Segment Start: Supplied records

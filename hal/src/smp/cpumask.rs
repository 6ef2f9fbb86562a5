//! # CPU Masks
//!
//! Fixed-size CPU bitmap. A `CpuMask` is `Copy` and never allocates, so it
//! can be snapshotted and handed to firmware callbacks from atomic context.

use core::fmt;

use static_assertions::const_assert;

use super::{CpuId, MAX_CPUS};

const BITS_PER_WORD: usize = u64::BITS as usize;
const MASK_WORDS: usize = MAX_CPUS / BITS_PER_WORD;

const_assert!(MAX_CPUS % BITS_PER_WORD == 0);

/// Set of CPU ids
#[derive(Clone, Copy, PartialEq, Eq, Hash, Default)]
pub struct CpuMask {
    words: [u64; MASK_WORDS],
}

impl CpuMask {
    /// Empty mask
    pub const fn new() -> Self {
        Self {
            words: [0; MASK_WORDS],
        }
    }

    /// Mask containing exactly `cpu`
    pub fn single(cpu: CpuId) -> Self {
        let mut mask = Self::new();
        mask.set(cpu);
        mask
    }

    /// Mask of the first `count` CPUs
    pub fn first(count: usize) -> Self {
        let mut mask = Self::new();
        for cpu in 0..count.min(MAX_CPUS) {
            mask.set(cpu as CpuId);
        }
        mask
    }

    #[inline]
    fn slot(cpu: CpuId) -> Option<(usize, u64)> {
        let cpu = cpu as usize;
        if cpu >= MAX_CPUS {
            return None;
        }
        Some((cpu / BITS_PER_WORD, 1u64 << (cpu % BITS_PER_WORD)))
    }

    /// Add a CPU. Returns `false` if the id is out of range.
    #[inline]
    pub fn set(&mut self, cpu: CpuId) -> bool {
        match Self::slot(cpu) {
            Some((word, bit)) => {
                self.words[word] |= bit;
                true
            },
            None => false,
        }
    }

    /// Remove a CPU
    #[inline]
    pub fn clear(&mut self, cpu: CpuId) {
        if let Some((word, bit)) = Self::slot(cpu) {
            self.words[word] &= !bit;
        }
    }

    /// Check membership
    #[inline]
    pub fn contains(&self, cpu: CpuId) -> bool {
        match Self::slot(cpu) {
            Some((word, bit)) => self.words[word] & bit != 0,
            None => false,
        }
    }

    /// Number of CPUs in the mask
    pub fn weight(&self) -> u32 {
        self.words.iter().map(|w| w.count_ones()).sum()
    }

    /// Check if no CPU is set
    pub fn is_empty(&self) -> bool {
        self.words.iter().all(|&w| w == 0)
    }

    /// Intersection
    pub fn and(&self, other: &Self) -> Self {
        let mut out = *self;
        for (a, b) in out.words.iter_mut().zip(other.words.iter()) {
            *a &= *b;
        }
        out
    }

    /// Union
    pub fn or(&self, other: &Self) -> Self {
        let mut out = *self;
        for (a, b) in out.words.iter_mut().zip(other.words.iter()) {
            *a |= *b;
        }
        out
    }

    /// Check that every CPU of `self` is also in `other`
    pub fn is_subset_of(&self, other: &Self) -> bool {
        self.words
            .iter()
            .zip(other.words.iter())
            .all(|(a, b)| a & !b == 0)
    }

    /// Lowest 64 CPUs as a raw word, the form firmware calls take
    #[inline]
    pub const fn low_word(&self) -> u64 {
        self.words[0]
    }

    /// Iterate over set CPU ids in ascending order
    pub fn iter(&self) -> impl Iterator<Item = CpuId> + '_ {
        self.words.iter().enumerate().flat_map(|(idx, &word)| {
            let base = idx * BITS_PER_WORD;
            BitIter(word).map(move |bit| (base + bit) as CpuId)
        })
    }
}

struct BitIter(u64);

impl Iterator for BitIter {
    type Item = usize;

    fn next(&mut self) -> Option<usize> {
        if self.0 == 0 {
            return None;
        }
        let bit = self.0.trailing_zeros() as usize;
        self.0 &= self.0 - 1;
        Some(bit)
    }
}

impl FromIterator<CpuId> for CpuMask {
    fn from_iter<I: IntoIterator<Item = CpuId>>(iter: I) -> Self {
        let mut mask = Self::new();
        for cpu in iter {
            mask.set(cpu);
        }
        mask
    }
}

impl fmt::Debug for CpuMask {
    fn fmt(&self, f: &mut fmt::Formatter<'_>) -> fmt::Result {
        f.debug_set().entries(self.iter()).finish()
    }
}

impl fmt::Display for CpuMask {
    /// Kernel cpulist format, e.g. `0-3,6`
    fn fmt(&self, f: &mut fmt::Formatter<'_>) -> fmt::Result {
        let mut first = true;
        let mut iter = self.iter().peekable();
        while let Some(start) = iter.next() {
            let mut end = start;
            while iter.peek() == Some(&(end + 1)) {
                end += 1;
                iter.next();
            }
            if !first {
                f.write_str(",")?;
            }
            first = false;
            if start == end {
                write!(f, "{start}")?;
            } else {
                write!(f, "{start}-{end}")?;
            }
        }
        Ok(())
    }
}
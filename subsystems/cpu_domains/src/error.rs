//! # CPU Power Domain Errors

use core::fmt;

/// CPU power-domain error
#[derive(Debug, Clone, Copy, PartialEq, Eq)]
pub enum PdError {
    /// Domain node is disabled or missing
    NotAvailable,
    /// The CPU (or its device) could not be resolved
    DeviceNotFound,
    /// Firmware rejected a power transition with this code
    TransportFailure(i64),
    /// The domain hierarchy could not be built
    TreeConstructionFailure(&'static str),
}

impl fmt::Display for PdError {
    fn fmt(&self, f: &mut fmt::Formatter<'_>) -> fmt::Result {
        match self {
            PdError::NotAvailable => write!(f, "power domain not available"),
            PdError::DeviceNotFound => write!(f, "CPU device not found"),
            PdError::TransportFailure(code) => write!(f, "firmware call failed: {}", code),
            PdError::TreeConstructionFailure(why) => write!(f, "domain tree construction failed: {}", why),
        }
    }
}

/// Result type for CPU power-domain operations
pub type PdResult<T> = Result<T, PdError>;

Segment End: Supplied records

*Try it:* Give the complete material back, word for word.

*Solution to this task:*
filename hal/src/smp/cpumask.rs
repository 6ef2f9fbb86562a5
//! # CPU Masks
//!
//! Fixed-size CPU bitmap. A `CpuMask` is `Copy` and never allocates, so it
//! can be snapshotted and handed to firmware callbacks from atomic context.

use core::fmt;

use static_assertions::const_assert;

use super::{CpuId, MAX_CPUS};

const BITS_PER_WORD: usize = u64::BITS as usize;
const MASK_WORDS: usize = MAX_CPUS / BITS_PER_WORD;

const_assert!(MAX_CPUS % BITS_PER_WORD == 0);

/// Set of CPU ids
#[derive(Clone, Copy, PartialEq, Eq, Hash, Default)]
pub struct CpuMask {
    words: [u64; MASK_WORDS],
}

impl CpuMask {
    /// Empty mask
    pub const fn new() -> Self {
        Self {
            words: [0; MASK_WORDS],
        }
    }

    /// Mask containing exactly `cpu`
    pub fn single(cpu: CpuId) -> Self {
        let mut mask = Self::new();
        mask.set(cpu);
        mask
    }

    /// Mask of the first `count` CPUs
    pub fn first(count: usize) -> Self {
        let mut mask = Self::new();
        for cpu in 0..count.min(MAX_CPUS) {
            mask.set(cpu as CpuId);
        }
        mask
    }

    #[inline]
    fn slot(cpu: CpuId) -> Option<(usize, u64)> {
        let cpu = cpu as usize;
        if cpu >= MAX_CPUS {
            return None;
        }
        Some((cpu / BITS_PER_WORD, 1u64 << (cpu % BITS_PER_WORD)))
    }

    /// Add a CPU. Returns `false` if the id is out of range.
    #[inline]
    pub fn set(&mut self, cpu: CpuId) -> bool {
        match Self::slot(cpu) {
            Some((word, bit)) => {
                self.words[word] |= bit;
                true
            },
            None => false,
        }
    }

    /// Remove a CPU
    #[inline]
    pub fn clear(&mut self, cpu: CpuId) {
        if let Some((word, bit)) = Self::slot(cpu) {
            self.words[word] &= !bit;
        }
    }

    /// Check membership
    #[inline]
    pub fn contains(&self, cpu: CpuId) -> bool {
        match Self::slot(cpu) {
            Some((word, bit)) => self.words[word] & bit != 0,
            None => false,
        }
    }

    /// Number of CPUs in the mask
    pub fn weight(&self) -> u32 {
        self.words.iter().map(|w| w.count_ones()).sum()
    }

    /// Check if no CPU is set
    pub fn is_empty(&self) -> bool {
        self.words.iter().all(|&w| w == 0)
    }

    /// Intersection
    pub fn and(&self, other: &Self) -> Self {
        let mut out = *self;
        for (a, b) in out.words.iter_mut().zip(other.words.iter()) {
            *a &= *b;
        }
        out
    }

    /// Union
    pub fn or(&self, other: &Self) -> Self {
        let mut out = *self;
        for (a, b) in out.words.iter_mut().zip(other.words.iter()) {
            *a |= *b;
        }
        out
    }

    /// Check that every CPU of `self` is also in `other`
    pub fn is_subset_of(&self, other: &Self) -> bool {
        self.words
            .iter()
            .zip(other.words.iter())
            .all(|(a, b)| a & !b == 0)
    }

    /// Lowest 64 CPUs as a raw word, the form firmware calls take
    #[inline]
    pub const fn low_word(&self) -> u64 {
        self.words[0]
    }

    /// Iterate over set CPU ids in ascending order
    pub fn iter(&self) -> impl Iterator<Item = CpuId> + '_ {
        self.words.iter().enumerate().flat_map(|(idx, &word)| {
            let base = idx * BITS_PER_WORD;
            BitIter(word).map(move |bit| (base + bit) as CpuId)
        })
    }
}

struct BitIter(u64);

impl Iterator for BitIter {
    type Item = usize;

    fn next(&mut self) -> Option<usize> {
        if self.0 == 0 {
            return None;
        }
        let bit = self.0.trailing_zeros() as usize;
        self.0 &= self.0 - 1;
        Some(bit)
    }
}

impl FromIterator<CpuId> for CpuMask {
    fn from_iter<I: IntoIterator<Item = CpuId>>(iter: I) -> Self {
        let mut mask = Self::new();
        for cpu in iter {
            mask.set(cpu);
        }
        mask
    }
}

impl fmt::Debug for CpuMask {
    fn fmt(&self, f: &mut fmt::Formatter<'_>) -> fmt::Result {
        f.debug_set().entries(self.iter()).finish()
    }
}

impl fmt::Display for CpuMask {
    /// Kernel cpulist format, e.g. `0-3,6`
    fn fmt(&self, f: &mut fmt::Formatter<'_>) -> fmt::Result {
        let mut first = true;
        let mut iter = self.iter().peekable();
        while let Some(start) = iter.next() {
            let mut end = start;
            while iter.peek() == Some(&(end + 1)) {
                end += 1;
                iter.next();
            }
            if !first {
                f.write_str(",")?;
            }
            first = false;
            if start == end {
                write!(f, "{start}")?;
            } else {
                write!(f, "{start}-{end}")?;
            }
        }
        Ok(())
    }
}
filename subsystems/cpu_domains/src/error.rs
//! # CPU Power Domain Errors

use core::fmt;

/// CPU power-domain error
#[derive(Debug, Clone, Copy, PartialEq, Eq)]
pub enum PdError {
    /// Domain node is disabled or missing
    NotAvailable,
    /// The CPU (or its device) could not be resolved
    DeviceNotFound,
    /// Firmware rejected a power transition with this code
    TransportFailure(i64),
    /// The domain hierarchy could not be built
    TreeConstructionFailure(&'static str),
}

impl fmt::Display for PdError {
    fn fmt(&self, f: &mut fmt::Formatter<'_>) -> fmt::Result {
        match self {
            PdError::NotAvailable => write!(f, "power domain not available"),
            PdError::DeviceNotFound => write!(f, "CPU device not found"),
            PdError::TransportFailure(code) => write!(f, "firmware call failed: {}", code),
            PdError::TreeConstructionFailure(why) => write!(f, "domain tree construction failed: {}", why),
        }
    }
}

/// Result type for CPU power-domain operations
pub type PdResult<T> = Result<T, PdError>;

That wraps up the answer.